The survey items were designed to address our research interests. In formulating the questions, along with research conducted by other scholars (Chiuri et al. 2004; Font and Méndez 2013; National Research Council 2013; Sigona 2012), we took into account the former surveys we had conducted in Finland among asylum seekers (Jauhiainen 2017), as well as in various other countries among asylum seekers and undocumented migrants along their asylum-related journeys towards and within the EU (Jauhiainen 2017a, b, 2018; Jauhiainen and Eyvazlu 2018; Jauhiainen and Vorobeva 2018; Jauhiainen et al. 2019). The precise questions were drafted by a research team. The draft version of the questionnaire was tested with a few undocumented migrants before the survey form was finalised.

As mentioned, some (but not all) undocumented migrants in Finland speak English or Finnish (see also Sect. 4.7); therefore, the questionnaire was translated into all the major languages used by them in Finland—Arabic, Dari, English, Farsi, Finnish, Kurdish Sorani, and Somali. According to our estimates, these languages are spoken by over 90% of undocumented migrants in Finland. The translations were carried out by native speakers who had already been engaged with the themes of the survey; thus, they understood the terminology. When necessary, translations were also double-checked by another translator.

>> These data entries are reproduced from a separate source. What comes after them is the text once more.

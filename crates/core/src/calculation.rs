use serde::Serialize;

use crate::ids::{CalculationId, UserId};
use crate::operation::Operation;

/// The operation and operand that derive a child from its parent.
#[derive(Debug, Clone, Copy, PartialEq)]
pub struct Derivation {
    pub parent_id: CalculationId,
    pub operation: Operation,
    pub operand: f64,
}

/// A calculation about to be persisted. Roots carry no derivation.
#[derive(Debug, Clone, PartialEq)]
pub struct NewCalculation {
    pub user_id: UserId,
    pub value: f64,
    pub derivation: Option<Derivation>,
}

impl NewCalculation {
    pub fn root(user_id: UserId, value: f64) -> Self {
        Self { user_id, value, derivation: None }
    }

    pub fn child(user_id: UserId, value: f64, derivation: Derivation) -> Self {
        Self { user_id, value, derivation: Some(derivation) }
    }
}

/// A persisted calculation as the store returns it.
///
/// `parent_id`, `operation` and `operand` are either all set or all `None`.
#[derive(Debug, Clone, PartialEq, Serialize)]
#[serde(rename_all = "camelCase")]
pub struct CalculationRecord {
    pub id: CalculationId,
    pub user_id: UserId,
    pub parent_id: Option<CalculationId>,
    pub value: f64,
    pub operation: Option<Operation>,
    pub operand: Option<f64>,
    /// Milliseconds since the Unix epoch.
    pub created_at: i64,
}

impl CalculationRecord {
    pub fn is_root(&self) -> bool {
        self.parent_id.is_none()
    }

    pub fn derivation(&self) -> Option<Derivation> {
        match (self.parent_id, self.operation, self.operand) {
            (Some(parent_id), Some(operation), Some(operand)) => Some(Derivation {
                parent_id,
                operation,
                operand,
            }),
            _ => None,
        }
    }
}

/// A calculation joined with its creator's username.
#[derive(Debug, Clone, PartialEq, Serialize)]
pub struct CalculationView {
    #[serde(flatten)]
    pub record: CalculationRecord,
    pub username: String,
}

impl CalculationView {
    pub fn new(record: CalculationRecord, username: impl Into<String>) -> Self {
        Self { record, username: username.into() }
    }

    pub fn id(&self) -> CalculationId {
        self.record.id
    }

    pub fn value(&self) -> f64 {
        self.record.value
    }
}

#[derive(Debug, Clone, PartialEq, Eq, Serialize)]
#[serde(rename_all = "camelCase")]
pub struct UserRecord {
    pub id: UserId,
    pub username: String,
    pub created_at: i64,
}

/// Anything that can be placed in a calculation tree.
pub trait TreeRecord {
    fn id(&self) -> CalculationId;
    fn parent_id(&self) -> Option<CalculationId>;
}

impl TreeRecord for CalculationRecord {
    fn id(&self) -> CalculationId {
        self.id
    }

    fn parent_id(&self) -> Option<CalculationId> {
        self.parent_id
    }
}

impl TreeRecord for CalculationView {
    fn id(&self) -> CalculationId {
        self.record.id
    }

    fn parent_id(&self) -> Option<CalculationId> {
        self.record.parent_id
    }
}

#[cfg(test)]
mod tests {
    use super::*;

    fn record(id: i64, parent: Option<i64>) -> CalculationRecord {
        CalculationRecord {
            id: CalculationId::new(id),
            user_id: UserId::new(1),
            parent_id: parent.map(CalculationId::new),
            value: 15.0,
            operation: parent.map(|_| Operation::Add),
            operand: parent.map(|_| 5.0),
            created_at: 1_700_000_000_000,
        }
    }

    #[test]
    fn derivation_present_only_for_children() {
        assert!(record(1, None).derivation().is_none());
        let d = record(2, Some(1)).derivation().unwrap();
        assert_eq!(d.parent_id, CalculationId::new(1));
        assert_eq!(d.operation, Operation::Add);
        assert_eq!(d.operand, 5.0);
    }

    #[test]
    fn view_serializes_flat_in_camel_case() {
        let view = CalculationView::new(record(2, Some(1)), "alice");
        let json = serde_json::to_value(&view).unwrap();
        assert_eq!(json["id"], 2);
        assert_eq!(json["userId"], 1);
        assert_eq!(json["username"], "alice");
        assert_eq!(json["parentId"], 1);
        assert_eq!(json["operation"], "+");
        assert_eq!(json["operand"], 5.0);
        assert_eq!(json["createdAt"], 1_700_000_000_000i64);
    }

    #[test]
    fn root_serializes_nulls() {
        let json = serde_json::to_value(CalculationView::new(record(1, None), "bob")).unwrap();
        assert!(json["parentId"].is_null());
        assert!(json["operation"].is_null());
        assert!(json["operand"].is_null());
    }
}
pub mod calculation;
pub mod error;
pub mod ids;
pub mod operation;
pub mod resolver;
pub mod tree;

pub use calculation::{
    CalculationRecord, CalculationView, Derivation, NewCalculation, TreeRecord, UserRecord,
};
pub use error::CoreError;
pub use ids::*;
pub use operation::{Operation, apply_symbol, require_finite};
pub use resolver::{DEFAULT_MAX_DEPTH, resolve_root};
pub use tree::{Forest, TreeNode, build_forest, build_tree, flatten_preorder};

At the beginning of the survey, its purpose and the underpinning ethical principles were briefly explained, so that all respondents were aware of why and how this research was conducted. No reply to any specific question was compulsory, so the respondents could omit any questions they did not want to answer or which made them uncomfortable. Confidentiality was emphasised. All replies were anonymous, so it was not possible to trace the respondents from the completed questionnaires, and this was explained on the survey form; therefore, the respondents were likely to answer the questions honestly.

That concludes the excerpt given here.